Dienstag, 5. Mai 2020

Der Garantiezins für Lebensversicherungen sinkt drastisch

Die deutschen Versicherer wollen erreichen, dass der Garantiezins für neue Lebensversicherungen ab 2021 "nur" von 0,9 % auf 0,5 % sinkt. Aber der Aufsichtsbehörde BaFin schwebt anscheinend ein noch niedrigerer Satz vor.

Die Deutsche Aktuarvereinigung (DAV), in der die Versicherungsmathematiker zusamengeschlossen sind, haben vorige Woche eine Empfehlung ausgegeben, den Garantiezins, der amtlich Höchstrechnungszins heißt, ab kommendem Jahr auf 0,5 % zu reduzieren. Der Satz würde dann für alle ab 2021 abgeschlossenen neuen klassichen Lebensversicherungen mit Beitragsgarantie gelten. Um wenigsten auf diesen minimalen Zinssatz zu kommen, hat die DAV die Berechnungsmethode jedoch umstellen müssen. Denn nach der alten, seit Jahrzehnten gültigen Formel wäre der Satz, den die Aktuare dem Finanzminister vorschlagen, deutlich mickriger ausgefallen.

Trotz der Rechentricks aber ist es keineswegs sicher, dass der Finanzminister diesmal wie üblich den Aktuaren folgt. Denn die Versicherungsaufsichtsbehörde BaFin spricht sich dem Vernehmen nach für einen halb so hohen Satz von 0,25 % aus. Gut möglich, dass das Finanzministerium einen Kompromiß wählt und einen Garantiezins zwischen 0,25% und 0,5 % genehmigt. Selbst das ist jedoch von der Versicherungswirtschaft nur schwer zu erwirtschaften. Da rund 85 % der Gelder der Versicherten in Zinsanlagen investiert werden, können bei Negativzinsen für deutsche Staatsanleihen und für Bankeinlagen nur schwer positive Renditen erwirtschaftet werden, zumal der Aktienanteil an den Kapitalanlagen mit rund 5 % extrem niedrig ist. Hinzu kommt, dass die Versicherungsgesellschaften immer mehr Mühe haben, die Garantien älterer, noch höher verzinster Lebensversicherungen zu verdienen. Deshalb müssen sie einen wachsenden Anteil der Erträge für diese Alt-Versicherer zurücklegen. Das nennt sich Zinszusatzreserve.

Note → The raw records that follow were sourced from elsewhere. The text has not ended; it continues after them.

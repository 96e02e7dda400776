// ============================================================================
// Basic Usage Example
// ============================================================================

use order_matching_engine::numeric::{Price, Quantity};
use order_matching_engine::prelude::*;
use order_matching_engine::utils::init_logging;
use std::sync::Arc;

fn print_book(snapshot: &OrderBookSnapshot) {
    println!("\nBids:");
    for level in &snapshot.bids {
        println!("  {} @ {} ({} orders)", level.quantity, level.price, level.orders);
    }

    println!("\nAsks:");
    for level in &snapshot.asks {
        println!("  {} @ {} ({} orders)", level.quantity, level.price, level.orders);
    }

    println!("\nSpread: {:?}", snapshot.spread().map(|s| s.to_string()));
}

fn main() -> Result<(), Box<dyn std::error::Error>> {
    init_logging("info");
    println!("=== Matching Engine Example ===\n");

    let config = EngineConfig::from_env()?;
    let store = Arc::new(InMemoryStore::new());
    let engine = MatchingEngine::start(config, store.clone())?;

    println!("Started engine for {:?}\n", engine.symbols());

    // Add sell orders at different prices
    println!("Adding sell orders...");
    for i in 0i64..5 {
        engine.place(OrderRequest::limit(
            "BTCUSD",
            Side::Sell,
            Price::from_integer(50000 + i * 100)?,
            Quantity::from_integer(1)?,
        ))?;
    }

    // Add buy orders
    println!("Adding buy orders...");
    let mut last_buy = None;
    for i in 0i64..5 {
        let placement = engine.place(OrderRequest::limit(
            "BTCUSD",
            Side::Buy,
            Price::from_integer(49900 - i * 100)?,
            Quantity::from_integer(1)?,
        ))?;
        last_buy = Some(placement.order.id);
    }

    println!("\n=== Order Book Snapshot ===");
    print_book(&engine.snapshot("BTCUSD")?);

    // A limit buy that crosses the first 3 ask levels
    println!("\n=== Submitting Crossing Order ===");
    let placement = engine.place(OrderRequest::limit(
        "BTCUSD",
        Side::Buy,
        Price::from_integer(50200)?,
        "2.5".parse()?,
    ))?;

    for trade in &placement.trades {
        println!("  Trade: {} @ {} (qty: {})", trade.id, trade.price, trade.quantity);
    }
    println!(
        "  Order {} is {} with {} remaining",
        placement.order.id,
        placement.order.status(),
        placement.order.remaining_quantity()
    );

    // A market sell larger than the bid side
    println!("\n=== Submitting Market Order ===");
    let market = engine.place(OrderRequest::market(
        "BTCUSD",
        Side::Sell,
        Quantity::from_integer(10)?,
    ))?;
    println!(
        "  Executed {} in {} trades, order {}",
        market.executed_quantity(),
        market.trades.len(),
        market.order.status()
    );

    if let Some(id) = last_buy {
        match engine.cancel(id) {
            Ok(order) => println!("\nCanceled {}", order.id),
            Err(e) => println!("\nCould not cancel {}: {}", id, e),
        }
    }

    println!("\n=== Final Order Book ===");
    let final_snapshot = engine.snapshot("BTCUSD")?;
    println!("Bids: {} levels", final_snapshot.bids.len());
    println!("Asks: {} levels", final_snapshot.asks.len());

    println!("\n=== Recent Trades ===");
    for trade in engine.recent_trades("BTCUSD", 0)? {
        println!("  {} {} @ {}", trade.executed_at, trade.quantity, trade.price);
    }

    Ok(())
}
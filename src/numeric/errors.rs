// ============================================================================
// Numeric Errors
// Error types for fixed-point arithmetic on prices and quantities
// ============================================================================

use thiserror::Error;

/// Errors that can occur during fixed-point arithmetic operations.
#[derive(Error, Debug, Clone, Copy, PartialEq, Eq, Hash)]
pub enum NumericError {
    /// Result exceeded i64::MAX
    #[error("arithmetic overflow: result exceeded maximum value")]
    Overflow,
    /// Result below i64::MIN
    #[error("arithmetic underflow: result below minimum value")]
    Underflow,
    /// Conversion would lose significant digits
    #[error("precision loss: value has more decimal places than supported")]
    PrecisionLoss,
    /// Input string or value is invalid
    #[error("invalid input: could not parse value")]
    InvalidInput,
}

/// Result type alias for numeric operations
pub type NumericResult<T> = Result<T, NumericError>;

#[cfg(test)]
mod tests {
    use super::*;

    #[test]
    fn test_error_display() {
        assert_eq!(
            NumericError::Overflow.to_string(),
            "arithmetic overflow: result exceeded maximum value"
        );
        assert_eq!(
            NumericError::InvalidInput.to_string(),
            "invalid input: could not parse value"
        );
    }
}
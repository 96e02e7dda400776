// ============================================================================
// Trade Domain Model
// ============================================================================

use crate::numeric::{NumericResult, Price, Quantity};
use chrono::{DateTime, Utc};
use uuid::Uuid;

use super::{Order, OrderId, Side};

#[cfg(feature = "serde")]
use serde::{Deserialize, Serialize};

/// An execution between one buy order and one sell order. Never updated once
/// created.
#[derive(Debug, Clone, PartialEq, Eq)]
#[cfg_attr(feature = "serde", derive(Serialize, Deserialize))]
pub struct Trade {
    pub id: Uuid,
    pub symbol: String,
    pub buy_order_id: OrderId,
    pub sell_order_id: OrderId,
    /// Execution price, always the resting order's limit
    pub price: Price,
    pub quantity: Quantity,
    pub executed_at: DateTime<Utc>,
}

impl Trade {
    pub fn new(
        symbol: String,
        buy_order_id: OrderId,
        sell_order_id: OrderId,
        price: Price,
        quantity: Quantity,
        executed_at: DateTime<Utc>,
    ) -> Self {
        Self {
            id: Uuid::new_v4(),
            symbol,
            buy_order_id,
            sell_order_id,
            price,
            quantity,
            executed_at,
        }
    }

    /// Build the trade for an incoming (taker) order crossing a resting
    /// (maker) order, assigning buy/sell ids from the taker's side.
    pub fn between(
        taker: &Order,
        maker: &Order,
        price: Price,
        quantity: Quantity,
        executed_at: DateTime<Utc>,
    ) -> Self {
        let (buy_order_id, sell_order_id) = match taker.side {
            Side::Buy => (taker.id, maker.id),
            Side::Sell => (maker.id, taker.id),
        };

        Self::new(
            taker.symbol.clone(),
            buy_order_id,
            sell_order_id,
            price,
            quantity,
            executed_at,
        )
    }

    /// Notional value of the trade (price * quantity)
    pub fn notional_value(&self) -> NumericResult<Price> {
        self.price.checked_mul(self.quantity)
    }

    pub fn involves(&self, order_id: OrderId) -> bool {
        self.buy_order_id == order_id || self.sell_order_id == order_id
    }
}
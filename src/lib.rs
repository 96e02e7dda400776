// ============================================================================
// Order Matching Engine Library
// Per-symbol price/time matching with transactional persistence
// ============================================================================

//! # Order Matching Engine
//!
//! A limit order book and matching engine for any number of symbols, backed
//! by a transactional store.
//!
//! ## Features
//!
//! - **Price/time priority** for limit and market orders
//! - **Per-symbol locking**: one mutex per book, symbols never contend
//! - **Commit before apply**: the in-memory book only changes after the
//!   store accepted the operation's writes
//! - **Startup recovery** of every resting order from the store
//! - **Fixed-point arithmetic** for prices and quantities
//!
//! ## Example
//!
//! ```rust
//! use order_matching_engine::prelude::*;
//! use order_matching_engine::numeric::{Price, Quantity};
//! use std::sync::Arc;
//!
//! let store = Arc::new(InMemoryStore::new());
//! let engine = MatchingEngine::start(EngineConfig::default(), store).unwrap();
//!
//! let sell = OrderRequest::limit(
//!     "BTCUSD",
//!     Side::Sell,
//!     Price::from_integer(50000).unwrap(),
//!     Quantity::from_integer(1).unwrap(),
//! );
//! engine.place(sell).unwrap();
//!
//! let buy = OrderRequest::market("BTCUSD", Side::Buy, Quantity::from_integer(1).unwrap());
//! let placement = engine.place(buy).unwrap();
//! assert_eq!(placement.trades.len(), 1);
//! assert_eq!(placement.order.status(), OrderStatus::Filled);
//!
//! let snapshot = engine.snapshot("BTCUSD").unwrap();
//! println!("Best bid: {:?}", snapshot.best_bid());
//! println!("Best ask: {:?}", snapshot.best_ask());
//! ```

pub mod domain;
pub mod engine;
pub mod interfaces;
pub mod numeric;
pub mod persistence;
pub mod utils;

// Re-exports for convenience
pub mod prelude {
    pub use crate::domain::{
        EngineConfig, Order, OrderBook, OrderBookSnapshot, OrderId, OrderRequest, OrderStatus,
        OrderType, PriceLevel, Side, Trade, ValidationError,
    };
    pub use crate::engine::{EngineError, EngineResult, ErrorKind, MatchingEngine, Placement};
    pub use crate::interfaces::{PersistenceGateway, WriteBatch};
    pub use crate::persistence::InMemoryStore;

    #[cfg(feature = "async")]
    pub use crate::engine::AsyncMatchingEngine;
}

Die Chancen auf bessere Zeiten für die Renditen von Lebensversicherungen sehen die Aktuare übrigens nicht gerade als hoch an. Sie halten es für denkbar, dass die extreme Niedrigzinsphase an den internationalen Kapitalmärkten noch Jahrzehnte andauern kann. Keine rosigen Aussichten für Anleger, die eine neue klassiche Lebensversicherung abschließen. Es wird Zeit, dass der Gesetzgeber über Sinn und Unsinn der totalen, kostspieligen Kapitalgarantie nachdenkt und seine Vorschriften an die neuen Zinsverhältnisse anpasst.